Some of these mechanisms undergo unique development that mirror essential aspects of human brain activity. For example, infants can actually outperform adults in remembering artificial scales, due to adult enculturation of conventional scales at the expense of unfamiliar ones (Trehub et al. 1999). Composers like Debussy often employ similarly unfamiliar scales in their music, such as the popular Claire de Lune. Alternatively, another study comparing infants and adults discovered that both groups prefer consonant intervals, suggesting that humans may possess a congenital preference for consonance in music, irrespective of specific development (Schellenberg and Trainor 1996). Investigations of brain activity have even discovered specific brain regions that process consonance, regions also involved in the emotional response (Blood et al. 1999). Perhaps this indicates an innate, emotional attraction toward certain sounds in music. Other perceptive mechanisms, such as pitch relations, have been manipulated to confuse listener’s perception. One intriguing project, the Shepard scale, utilizes ambiguous timbre and seemingly never-ending pitch height to arouse emotions (Shepard 1964). This evoked emotional arousal occurs when expectancies of upcoming pitches are not met (Huron 2006), and may further reflect the connection between music and emotion seen in consonance.

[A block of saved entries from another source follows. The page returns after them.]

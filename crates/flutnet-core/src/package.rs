// crates/flutnet-core/src/package.rs
// ============================================================================
// Module: Package Metadata
// Description: Name, description, and version of a generated Dart package.
// Purpose: Validate user-supplied package identity before generation.
// Dependencies: serde, thiserror
// ============================================================================

//! ## Overview
//! The invoking tool supplies package identity. Dart enforces its own rules
//! for package names (lowercase identifiers, no reserved words), so the
//! metadata is validated up front and generation never emits a package the
//! Dart toolchain would reject.

// ============================================================================
// SECTION: Imports
// ============================================================================

use serde::Deserialize;
use serde::Serialize;
use thiserror::Error;

// ============================================================================
// SECTION: Constants
// ============================================================================

/// Maximum package name length.
pub const MAX_PACKAGE_NAME_LENGTH: usize = 64;
/// Maximum description length.
pub const MAX_DESCRIPTION_LENGTH: usize = 180;
/// Default Dart SDK constraint for generated packages.
pub const DEFAULT_DART_SDK: &str = ">=3.0.0 <4.0.0";
/// Default package version.
pub const DEFAULT_VERSION: &str = "1.0.0";

/// Dart reserved words that cannot be package names.
pub const DART_RESERVED: &[&str] = &[
    "abstract", "as", "assert", "async", "await", "break", "case", "catch", "class", "const",
    "continue", "covariant", "default", "deferred", "do", "dynamic", "else", "enum", "export",
    "extends", "extension", "external", "factory", "false", "final", "finally", "for", "function",
    "get", "hide", "if", "implements", "import", "in", "interface", "is", "late", "library",
    "mixin", "new", "null", "on", "operator", "part", "required", "rethrow", "return", "set",
    "show", "static", "super", "switch", "sync", "this", "throw", "true", "try", "typedef", "var",
    "void", "while", "with", "yield",
];

// ============================================================================
// SECTION: Errors
// ============================================================================

/// Invalid package metadata.
#[derive(Debug, Clone, PartialEq, Eq, Error)]
pub enum PackageMetadataError {
    /// Package name violates Dart naming rules.
    #[error("invalid package name `{name}`: {reason}")]
    InvalidName {
        /// Offending name.
        name: String,
        /// Violated rule.
        reason: String,
    },
    /// Version is not `MAJOR.MINOR.PATCH` with optional suffix.
    #[error("invalid package version `{0}`")]
    InvalidVersion(String),
    /// Description is too long or spans multiple lines.
    #[error("invalid package description: {0}")]
    InvalidDescription(String),
}

// ============================================================================
// SECTION: Package Metadata
// ============================================================================

/// Identity of a generated package.
#[derive(Debug, Clone, PartialEq, Eq, Serialize, Deserialize)]
pub struct PackageMetadata {
    /// Dart package name.
    pub name: String,
    /// One-line description.
    pub description: String,
    /// Package version.
    pub version: String,
    /// Dart SDK constraint.
    pub dart_sdk: String,
}

impl PackageMetadata {
    /// Creates metadata with default description, version, and SDK constraint.
    #[must_use]
    pub fn new(name: impl Into<String>) -> Self {
        Self {
            name: name.into(),
            description: "Flutnet platform bridge".to_string(),
            version: DEFAULT_VERSION.to_string(),
            dart_sdk: DEFAULT_DART_SDK.to_string(),
        }
    }

    /// Validates the metadata.
    ///
    /// # Errors
    ///
    /// Returns [`PackageMetadataError`] for an invalid name, version, or
    /// description.
    pub fn validate(&self) -> Result<(), PackageMetadataError> {
        validate_package_name(&self.name)?;
        validate_version(&self.version)?;
        if self.description.len() > MAX_DESCRIPTION_LENGTH {
            return Err(PackageMetadataError::InvalidDescription(format!(
                "description exceeds {MAX_DESCRIPTION_LENGTH} characters"
            )));
        }
        if self.description.contains(['\n', '\r']) {
            return Err(PackageMetadataError::InvalidDescription(
                "description must be a single line".to_string(),
            ));
        }
        Ok(())
    }
}

/// Validates a Dart package name.
///
/// # Errors
///
/// Returns [`PackageMetadataError::InvalidName`] when the name is empty, too
/// long, not a lowercase identifier, or a reserved word.
pub fn validate_package_name(name: &str) -> Result<(), PackageMetadataError> {
    let invalid = |reason: &str| PackageMetadataError::InvalidName {
        name: name.to_string(),
        reason: reason.to_string(),
    };
    let Some(first) = name.chars().next() else {
        return Err(invalid("name is empty"));
    };
    if name.len() > MAX_PACKAGE_NAME_LENGTH {
        return Err(invalid("name is too long"));
    }
    if !(first.is_ascii_lowercase() || first == '_') {
        return Err(invalid("name must start with a lowercase letter or underscore"));
    }
    if !name.chars().all(|ch| ch.is_ascii_lowercase() || ch.is_ascii_digit() || ch == '_') {
        return Err(invalid("name may contain only lowercase letters, digits, and underscores"));
    }
    if DART_RESERVED.contains(&name) {
        return Err(invalid("name is a Dart reserved word"));
    }
    Ok(())
}

/// Validates a `MAJOR.MINOR.PATCH[-pre][+build]` version.
fn validate_version(version: &str) -> Result<(), PackageMetadataError> {
    let core = version.split(['-', '+']).next().unwrap_or_default();
    let parts: Vec<&str> = core.split('.').collect();
    let numeric = parts.len() == 3
        && parts.iter().all(|part| !part.is_empty() && part.chars().all(|ch| ch.is_ascii_digit()));
    let suffix_ok = version
        .get(core.len() ..)
        .unwrap_or_default()
        .chars()
        .all(|ch| ch.is_ascii_alphanumeric() || matches!(ch, '.' | '-' | '+'));
    if numeric && suffix_ok && !version.ends_with(['-', '+', '.']) {
        Ok(())
    } else {
        Err(PackageMetadataError::InvalidVersion(version.to_string()))
    }
}

// ============================================================================
// SECTION: Tests
// ============================================================================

Among all the senses, sound has a unique power to arouse intense feelings. As championed by philosopher John Dewey (1934), “sounds come from outside the body, but sound itself is near, intimate; an excitation of the organism . . . vision arouses emotion in the form of interest . . . it is sound that makes us jump.” Music, or the organization of sound, is thus a robust way to convey emotion and immerse oneself in feeling. Emotional contagion (the phenomenon that perceiving an emotion induces the same emotion) occurs frequently in music to dramatic effect: fast, bright music with exaggerated rhythmic contrast may motivate the audience to jovial action whereas a slow, soft performance heavy in vibrato may generate sadness or longing (Thompson 2009). In addition to these psychophysical cues, music can trigger visual images (e.g., a stormy night) that may include emotional connotations, or music itself may remind someone of an emotionally significant memory (e.g., a romantic evening) (Juslin and Sloboda 2013). These evoked emotions, whether psychophysical, multisensory, or relational, sometimes differ between the sexes.

Sex differences in musical perception, especially related to emotion, are intriguing despite a lack of consensus by scholars. For example, a study in which children were subjected to harmonious and inharmonious chord progressions yielded clear differences in electric brain potentials: boys showed lateralized activation in the right brain hemisphere while girls demonstrated bilateral activation (especially Figure 3C, Koelsch et al. 2003).




Alternatively, some researchers have uncovered opposite mental recruitment in adult males (Koelsch et al. 2002) or actually increased lateralization in women (Evers et al. 1999). These disparate results suggest that during childhood development, neurological investment in musical perception shifts – an indication of neuroplasticity. However, other studies conclude that no sex difference in physiological responses (e.g., skin conductance, finger temperature, heart rate, and facial expression) occurs during exposure to emotionally powerful music (Lundqvist et al. 2009; Rickard 2004; Robazza et al. 1994). Although this null result is compelling, their conclusion seems questionable considering that they relied on physiological responses instead of brain imaging. Thus, sex differences in the brain’s emotional response may differ by sex even though the body’s responses to emotionally significant music are similar in all people. Further research should explore a potential connection between these lateralized activational studies and induced physiological responses, so that a more complete portrayal of musical perception and emotion can be understood. This future work may not only identify sex differences in this pathway, but evaluate the influence of age, cultural background, and musical training on experiencing the sound of music.